Description of the task: Please restate word for word, and with nothing added, the lines that run from the one holding "r| match best" to the end of the entries below.

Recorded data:
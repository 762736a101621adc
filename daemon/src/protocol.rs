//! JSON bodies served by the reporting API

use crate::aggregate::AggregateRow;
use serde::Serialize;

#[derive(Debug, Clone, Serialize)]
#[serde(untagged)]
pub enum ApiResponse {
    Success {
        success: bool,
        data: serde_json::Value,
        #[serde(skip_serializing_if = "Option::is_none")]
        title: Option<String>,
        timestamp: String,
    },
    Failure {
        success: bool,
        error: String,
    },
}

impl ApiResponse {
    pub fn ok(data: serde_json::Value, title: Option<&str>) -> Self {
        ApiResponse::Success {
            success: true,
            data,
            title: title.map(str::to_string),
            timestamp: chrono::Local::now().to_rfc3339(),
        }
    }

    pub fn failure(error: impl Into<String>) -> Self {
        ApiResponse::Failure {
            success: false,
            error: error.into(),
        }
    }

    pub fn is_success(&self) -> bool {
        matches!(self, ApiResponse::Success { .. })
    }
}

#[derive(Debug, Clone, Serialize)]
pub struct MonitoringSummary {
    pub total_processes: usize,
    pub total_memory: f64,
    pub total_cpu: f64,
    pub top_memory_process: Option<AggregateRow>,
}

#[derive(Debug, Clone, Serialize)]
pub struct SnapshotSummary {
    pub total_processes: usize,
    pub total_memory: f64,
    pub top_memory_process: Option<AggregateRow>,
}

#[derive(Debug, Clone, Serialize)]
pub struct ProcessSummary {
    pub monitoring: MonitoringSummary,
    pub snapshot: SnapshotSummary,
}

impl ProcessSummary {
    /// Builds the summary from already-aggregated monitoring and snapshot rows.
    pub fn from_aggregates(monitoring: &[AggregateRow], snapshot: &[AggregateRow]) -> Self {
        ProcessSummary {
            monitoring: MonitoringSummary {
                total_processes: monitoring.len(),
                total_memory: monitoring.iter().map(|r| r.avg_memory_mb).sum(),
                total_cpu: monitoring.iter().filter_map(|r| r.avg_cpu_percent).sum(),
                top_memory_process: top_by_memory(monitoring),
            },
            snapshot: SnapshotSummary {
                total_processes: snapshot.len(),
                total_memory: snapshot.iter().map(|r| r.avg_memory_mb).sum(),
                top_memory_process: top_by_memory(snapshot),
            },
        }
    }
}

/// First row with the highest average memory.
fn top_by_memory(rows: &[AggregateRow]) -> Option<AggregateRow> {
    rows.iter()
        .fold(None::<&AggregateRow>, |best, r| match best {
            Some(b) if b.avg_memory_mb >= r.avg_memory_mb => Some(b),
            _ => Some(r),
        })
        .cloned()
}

Task response:
        .fold(None::<&AggregateRow>, |best, r| match best {
            Some(b) if b.avg_memory_mb >= r.avg_memory_mb => Some(b),
            _ => Some(r),
        })
        .cloned()
}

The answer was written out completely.